** Opening Data for the task block **
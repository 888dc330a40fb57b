//! Per-page font resource tables.
//!
//! The PDF container reader is an external collaborator: it hands the
//! engine a [`FontResources`] table describing, for each font resource
//! name appearing in `Tf` operators, how to decode shown bytes into text,
//! how to encode text back into bytes, and the glyph advance widths in
//! thousandths of text space.

use std::collections::HashMap;
use std::ops::Range;

/// Metrics and encoding for one font resource.
#[derive(Debug, Clone)]
pub struct FontMetrics {
    /// Bytes per character code (1 for simple fonts, 2 for CID fonts)
    pub code_size: usize,
    /// Glyph widths in thousandths of text space, keyed by character
    widths: HashMap<char, f32>,
    /// Width used for characters absent from the width table
    default_width: Option<f32>,
}

impl FontMetrics {
    /// Create metrics for a simple single-byte font with explicit widths.
    pub fn simple(widths: HashMap<char, f32>) -> Self {
        Self {
            code_size: 1,
            widths,
            default_width: None,
        }
    }

    /// Create metrics for a 2-byte (CID) font with explicit widths.
    pub fn cid(widths: HashMap<char, f32>, default_width: f32) -> Self {
        Self {
            code_size: 2,
            widths,
            default_width: Some(default_width),
        }
    }

    /// Create a single-byte font where every printable character has the
    /// same advance. Handy for tests and synthetic fixtures.
    pub fn monospaced(width: f32) -> Self {
        let widths = (0x20u8..=0x7E)
            .map(|b| (b as char, width))
            .collect();
        Self {
            code_size: 1,
            widths,
            default_width: Some(width),
        }
    }

    /// Override the width of a single character (builder-style).
    pub fn with_width(mut self, ch: char, width: f32) -> Self {
        self.widths.insert(ch, width);
        self
    }

    /// Advance width for a character, in thousandths of text space.
    pub fn width(&self, ch: char) -> Option<f32> {
        self.widths.get(&ch).copied().or(self.default_width)
    }

    /// Summed advance width of a string, in thousandths of text space.
    ///
    /// Returns `None` when any character has no width entry and no
    /// default, which means the font cannot paint the string at all.
    pub fn text_width(&self, text: &str) -> Option<f32> {
        text.chars().map(|ch| self.width(ch)).sum()
    }

    /// Decode shown bytes into characters with their relative byte ranges.
    ///
    /// Simple fonts decode one byte per character (Latin-1, matching the
    /// identity-ish encodings this boundary receives already normalized);
    /// CID fonts decode big-endian 2-byte codes. A trailing odd byte in a
    /// CID string decodes as its own code, which is what lenient viewers
    /// do with truncated strings.
    pub fn decode(&self, bytes: &[u8]) -> Vec<(char, Range<usize>)> {
        let mut out = Vec::new();
        if self.code_size == 1 {
            for (i, &b) in bytes.iter().enumerate() {
                out.push((b as char, i..i + 1));
            }
        } else {
            let mut i = 0;
            while i < bytes.len() {
                if i + 1 < bytes.len() {
                    let code = u16::from_be_bytes([bytes[i], bytes[i + 1]]) as u32;
                    let ch = char::from_u32(code).unwrap_or('\u{FFFD}');
                    out.push((ch, i..i + 2));
                    i += 2;
                } else {
                    out.push((bytes[i] as char, i..i + 1));
                    i += 1;
                }
            }
        }
        out
    }

    /// Decode shown bytes into a string.
    pub fn decode_text(&self, bytes: &[u8]) -> String {
        self.decode(bytes).into_iter().map(|(ch, _)| ch).collect()
    }

    /// Encode a character back into shown bytes.
    ///
    /// Returns `None` when the font has no slot for the character; the
    /// rewriter turns that into an `UnsupportedEncoding` abort.
    pub fn encode_char(&self, ch: char) -> Option<Vec<u8>> {
        if self.width(ch).is_none() {
            return None;
        }
        let code = ch as u32;
        if self.code_size == 1 {
            if code > 0xFF {
                return None;
            }
            Some(vec![code as u8])
        } else {
            if code > 0xFFFF {
                return None;
            }
            Some((code as u16).to_be_bytes().to_vec())
        }
    }

    /// Encode a whole string, or `None` if any character is unsupported.
    pub fn encode_text(&self, text: &str) -> Option<Vec<u8>> {
        let mut out = Vec::with_capacity(text.len() * self.code_size);
        for ch in text.chars() {
            out.extend(self.encode_char(ch)?);
        }
        Some(out)
    }

    /// Whether word spacing (Tw) applies to this character.
    ///
    /// Per ISO 32000-1 §9.3.3 word spacing applies only to byte 32 in
    /// single-byte encodings.
    pub fn word_space_applies(&self, ch: char) -> bool {
        self.code_size == 1 && ch == ' '
    }
}

/// Font resource table for one page.
#[derive(Debug, Clone, Default)]
pub struct FontResources {
    fonts: HashMap<String, FontMetrics>,
}

impl FontResources {
    /// Create an empty table.
    pub fn new() -> Self {
        Self::default()
    }

    /// Register a font resource (builder-style).
    pub fn with_font(mut self, name: impl Into<String>, metrics: FontMetrics) -> Self {
        self.fonts.insert(name.into(), metrics);
        self
    }

    /// Register a font resource.
    pub fn insert(&mut self, name: impl Into<String>, metrics: FontMetrics) {
        self.fonts.insert(name.into(), metrics);
    }

    /// Look up a font resource by name.
    pub fn get(&self, name: &str) -> Option<&FontMetrics> {
        self.fonts.get(name)
    }

    /// Resource names known to this table.
    pub fn names(&self) -> impl Iterator<Item = &str> {
        self.fonts.keys().map(|s| s.as_str())
    }
}

#[cfg(test)]
mod tests {
    use super::*;

    #[test]
    fn test_monospaced_widths() {
        let font = FontMetrics::monospaced(500.0);
        assert_eq!(font.width('A'), Some(500.0));
        assert_eq!(font.text_width("abc"), Some(1500.0));
    }

    #[test]
    fn test_simple_decode_roundtrip() {
        let font = FontMetrics::monospaced(500.0);
        let decoded = font.decode(b"Hi");
        assert_eq!(decoded.len(), 2);
        assert_eq!(decoded[0], ('H', 0..1));
        assert_eq!(decoded[1], ('i', 1..2));
        assert_eq!(font.encode_text("Hi"), Some(b"Hi".to_vec()));
    }

    #[test]
    fn test_cid_decode() {
        let font = FontMetrics::cid(HashMap::new(), 1000.0);
        let decoded = font.decode(&[0x00, 0x41, 0x00, 0x42]);
        assert_eq!(decoded[0].0, 'A');
        assert_eq!(decoded[0].1, 0..2);
        assert_eq!(decoded[1].0, 'B');
    }

    #[test]
    fn test_encode_unsupported() {
        let font = FontMetrics::simple(HashMap::from([('A', 600.0)]));
        assert_eq!(font.encode_char('A'), Some(vec![b'A']));
        assert_eq!(font.encode_char('B'), None);
        assert_eq!(font.encode_text("AB"), None);
    }

    #[test]
    fn test_word_space_applies() {
        let simple = FontMetrics::monospaced(500.0);
        assert!(simple.word_space_applies(' '));
        assert!(!simple.word_space_applies('A'));
        let cid = FontMetrics::cid(HashMap::new(), 1000.0);
        assert!(!cid.word_space_applies(' '));
    }

    #[test]
    fn test_resources_lookup() {
        let resources =
            FontResources::new().with_font("F1", FontMetrics::monospaced(500.0));
        assert!(resources.get("F1").is_some());
        assert!(resources.get("F2").is_none());
    }
}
** Closing Data for the task block **
▸ Task to complete: What is needed is a verbatim copy of every line in the records above from the one containing "a font resource." down to the one containing "assert_eq!(decoded[1], ('i', 1..2));", both included, and nothing more.

▸ The answer:
    /// Register a font resource.
    pub fn insert(&mut self, name: impl Into<String>, metrics: FontMetrics) {
        self.fonts.insert(name.into(), metrics);
    }

    /// Look up a font resource by name.
    pub fn get(&self, name: &str) -> Option<&FontMetrics> {
        self.fonts.get(name)
    }

    /// Resource names known to this table.
    pub fn names(&self) -> impl Iterator<Item = &str> {
        self.fonts.keys().map(|s| s.as_str())
    }
}

#[cfg(test)]
mod tests {
    use super::*;

    #[test]
    fn test_monospaced_widths() {
        let font = FontMetrics::monospaced(500.0);
        assert_eq!(font.width('A'), Some(500.0));
        assert_eq!(font.text_width("abc"), Some(1500.0));
    }

    #[test]
    fn test_simple_decode_roundtrip() {
        let font = FontMetrics::monospaced(500.0);
        let decoded = font.decode(b"Hi");
        assert_eq!(decoded.len(), 2);
        assert_eq!(decoded[0], ('H', 0..1));
        assert_eq!(decoded[1], ('i', 1..2));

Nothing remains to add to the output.